Retype exactly the lines below, beginning with the first and ending with the line where "const USER_AGENT: &str" appears.

[Saved data entries]
—————

//! Kumo-Sift main entry point
//!
//! This is the command-line interface for the Kumo-Sift crawler and
//! HTML reducer.

use anyhow::Context;
use clap::{Parser, Subcommand};
use kumo_sift::config::load_request;
use kumo_sift::crawler::Crawler;
use kumo_sift::fetch::HttpFetcher;
use kumo_sift::reduce::{reduce, ReduceOptions};
use kumo_sift::storage::QueueStore;
use kumo_sift::CrawlRequest;
use std::path::PathBuf;
use std::sync::Arc;
use tracing_subscriber::EnvFilter;

const USER_AGENT: &str = concat!("kumo-sift/", env!("CARGO_PKG_VERSION"));

/// Kumo-Sift: a resumable web crawler with an HTML reduction pipeline
#[derive(Parser, Debug)]
#[command(name = "kumo-sift")]
#[command(version)]
#[command(about = "Crawl sites into a durable queue and reduce HTML documents", long_about = None)]
struct Cli {
    /// Path to the crawl database
    #[arg(long, global = true, default_value = "kumo-sift.db")]
    db: PathBuf,

    /// Increase logging verbosity (-v, -vv, -vvv)
    #[arg(short, long, global = true, action = clap::ArgAction::Count)]
    verbose: u8,

    /// Suppress non-error output
    #[arg(short, long, global = true, conflicts_with = "verbose")]
    quiet: bool,

    #[command(subcommand)]
    command: Command,
}

#[derive(Subcommand, Debug)]
enum Command {
    /// Start a new crawl from a seed URL
    Crawl {
        /// The seed URL
        url: String,

        /// Path to a TOML configuration file (limits, patterns, settings)
        #[arg(short, long)]
        config: Option<PathBuf>,

        /// Maximum link-hops from the seed
        #[arg(long)]
        max_depth: Option<u32>,

        /// Maximum number of pages to fetch
        #[arg(long)]
        max_pages: Option<u32>,

        /// Number of concurrent workers (1-5)
        #[arg(long)]
        concurrency: Option<u32>,

        /// Follow links to other hosts
        #[arg(long)]
        external: bool,
    },

    /// Resume a paused or interrupted run
    Resume {
        /// The run to resume
        run_id: i64,
    },

    /// Pause a running run
    Pause {
        /// The run to pause
        run_id: i64,
    },

    /// Show a run's status and queue counts
    Status {
        /// The run to inspect
        run_id: i64,
    },

    /// Print a run's pages and event log
    Results {
        /// The run to inspect
        run_id: i64,

        /// Include fetched page bodies in the output
        #[arg(long)]
        include_html: bool,
    },

    /// Reduce an HTML file and print the result
    Reduce {
        /// Path to the HTML file
        file: PathBuf,

        /// Reduce only the first element matching this CSS selector
        #[arg(short, long)]
        selector: Option<String>,

        /// Print only the structural outlines
        #[arg(long)]
        outline_only: bool,
    },
}

#[tokio::main]
async fn main() -> anyhow::Result<()> {
    let cli = Cli::parse();

    setup_logging(cli.verbose, cli.quiet);

    match cli.command {
        Command::Crawl {
            url,
            config,
            max_depth,
            max_pages,
            concurrency,
            external,
        } => {
            let mut request = match config {
                Some(path) => load_request(&path, &url)
                    .with_context(|| format!("Failed to load config {}", path.display()))?,
                None => CrawlRequest::new(url),
            };
            if let Some(depth) = max_depth {
                request.limits.max_depth = depth;
            }
            if let Some(pages) = max_pages {
                request.limits.max_pages = pages;
            }
            if let Some(workers) = concurrency {
                request.limits.concurrency = workers;
            }
            if external {
                request.crawl_external = true;
            }

            let crawler = open_crawler(&cli.db)?;
            let run_id = crawler.start_crawl(request).await?;
            let report = crawler.status(run_id)?;
            println!(
                "Run {} {}: {} completed, {} failed, {} canceled",
                run_id,
                report.run.status.to_db_string(),
                report.stats.completed,
                report.stats.failed,
                report.stats.canceled,
            );
        }

        Command::Resume { run_id } => {
            let crawler = open_crawler(&cli.db)?;
            let status = crawler.resume(run_id).await?;
            println!("Run {} {}", run_id, status.to_db_string());
        }

        Command::Pause { run_id } => {
            let crawler = open_crawler(&cli.db)?;
            crawler.pause(run_id)?;
            println!("Run {} pause requested", run_id);
        }

        Command::Status { run_id } => {
            let crawler = open_crawler(&cli.db)?;
            let report = crawler.status(run_id)?;
            println!("Run {}: {}", report.run.id, report.run.status.to_db_string());
            println!("  Seed: {}", report.run.start_url);
            println!(
                "  Limits: depth {}, pages {}, concurrency {}",
                report.run.max_depth, report.run.max_pages, report.run.concurrency
            );
            println!("  Queue: {} total", report.stats.total);
            println!("    pending:    {}", report.stats.pending);
            println!("    processing: {}", report.stats.processing);
            println!("    completed:  {}", report.stats.completed);
            println!("    failed:     {}", report.stats.failed);
            println!("    canceled:   {}", report.stats.canceled);
        }

        Command::Results {
            run_id,
            include_html,
        } => {
            let crawler = open_crawler(&cli.db)?;
            let results = crawler.get_results(run_id, include_html)?;
            println!(
                "Run {} {} ({} pages)",
                results.run.id,
                results.run.status.to_db_string(),
                results.stats.completed,
            );
            for page in &results.pages {
                println!(
                    "  [{}] depth {} {} {}",
                    page.status.to_db_string(),
                    page.depth,
                    page.url,
                    page.page_title.as_deref().unwrap_or(""),
                );
                if let Some(html) = &page.response_html {
                    println!("{}", html);
                }
            }
            println!("Log:");
            for entry in &results.logs {
                println!("  {} [{}] {}", entry.created_at, entry.level, entry.message);
            }
        }

        Command::Reduce {
            file,
            selector,
            outline_only,
        } => {
            let html = std::fs::read_to_string(&file)
                .with_context(|| format!("Failed to read {}", file.display()))?;
            let options = ReduceOptions {
                selector,
                ..ReduceOptions::default()
            };
            let result = reduce(&html, &options)?;
            if !outline_only {
                println!("{}", result.html);
            }
            println!("--- outline ---");
            print!("{}", result.outline);
            println!("--- outline (body, depth-limited) ---");
            print!("{}", result.outline_top);
            println!(
                "--- stats: {} -> {} bytes (ratio {:.4}), {} elements, max depth {}, {} at half depth ---",
                result.stats.input_len,
                result.stats.output_len,
                result.stats.compression_ratio,
                result.stats.element_count,
                result.stats.max_depth,
                result.stats.elements_at_half_depth,
            );
        }
    }

    Ok(())
}

fn open_crawler(db: &PathBuf) -> anyhow::Result<Crawler> {
    let store = Arc::new(
        QueueStore::open(db).with_context(|| format!("Failed to open {}", db.display()))?,
    );
    let fetcher = Arc::new(HttpFetcher::new(USER_AGENT)?);
    Ok(Crawler::new(store, fetcher))
}

/// Sets up the logging/tracing subscriber based on verbosity level
fn setup_logging(verbose: u8, quiet: bool) {
    let filter = if quiet {
        // Only show errors
        EnvFilter::new("error")
    } else {
        match verbose {
            0 => EnvFilter::new("kumo_sift=info,warn"),
            1 => EnvFilter::new("kumo_sift=debug,info"),
            2 => EnvFilter::new("kumo_sift=trace,debug"),
            _ => EnvFilter::new("trace"),
        }
    };

    tracing_subscriber::fmt()
        .with_env_filter(filter)
        .with_target(false)
        .with_thread_ids(false)
        .with_file(false)
        .init();
}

—————

> **Response to this task**:
//! Kumo-Sift main entry point
//!
//! This is the command-line interface for the Kumo-Sift crawler and
//! HTML reducer.

use anyhow::Context;
use clap::{Parser, Subcommand};
use kumo_sift::config::load_request;
use kumo_sift::crawler::Crawler;
use kumo_sift::fetch::HttpFetcher;
use kumo_sift::reduce::{reduce, ReduceOptions};
use kumo_sift::storage::QueueStore;
use kumo_sift::CrawlRequest;
use std::path::PathBuf;
use std::sync::Arc;
use tracing_subscriber::EnvFilter;

const USER_AGENT: &str = concat!("kumo-sift/", env!("CARGO_PKG_VERSION"));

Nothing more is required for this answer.